New Friends & Going Home – Post 8

This will be my final visit to my spot. We are going home in two days. Today I am sitting on my familiar driftwood with two classmates, Avery and Angel, because my program is staying at the hotel directly behind us. Which is somewhat of a crazy coincidence, that our last group spot is where I have been coming all semester for my sit spot. As usual, the airport is in front of me, which is odd to look at. To think how I will have left from here in a couple days. Angel is playing guitar. There’s the sounds of seagulls and songbirds, happy with early summertime. Of course there’s still snow in the mountains, but it’s been warmer and sunny. The days are long and it only is dark for a few hours at night, something I absolutely love. A few of us turned over rocks looking for starfish, we found two little ones. I feel gratitude for the people I have come to know here, with a blank slate between us. People who know the person I have come to be. An opportunity I feel that we don’t get too often in life.

I am grateful for the work I did at the science center all month. It helps me feel connected to the life here that I would have been able to see otherwise, underwater. I’m grateful to the mountains and ground which have held me, to the glacier water I’ve been drinking. To my host family despite the difficulties. This semester I have been making a short film of my time here (although without any experience I’m not sure it classifies as a film). I think it captures some moments of life that are slow, deliberate. Human and non-human. I hope to bring home the sense of relaxation I had here, always finding time to spend with people, celebrating little things. Still working a lot, but work as the secondary priority.

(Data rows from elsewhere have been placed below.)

//! Station data error types.

use std::path::PathBuf;

/// Errors that can occur when loading station reference data.
#[derive(Debug, thiserror::Error)]
pub enum StationError {
    /// Reading the GeoJSON file failed
    #[error("failed to read {}: {source}", path.display())]
    Io {
        path: PathBuf,
        source: std::io::Error,
    },

    /// File is not valid JSON
    #[error("JSON parse error in {}: {message}", path.display())]
    Json { path: PathBuf, message: String },
}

This semester has been really special. I have cried a lot recently knowing I am leaving. Although just a month ago I was excited to come home, now I want to stay. But home and Wellesley will be beautiful too and filled with special moments. I am so grateful to have met another Wellesley student in my program who I love and respect very much, and who I always have a great time with. Even during difficult moments of this semester she was my best friend. I think I am leaving this experience better prepared to handle many challenges and more willing to find good balance. And I’m feeling even more excited about continuing to do environmental work in and out of my academic life. That’s another thing the people here have inspired me to do. Now that I’m finished typing, I’m at the airport heading home. Even though I’m still sad, I’m excited too, knowing that the next semester awaits me.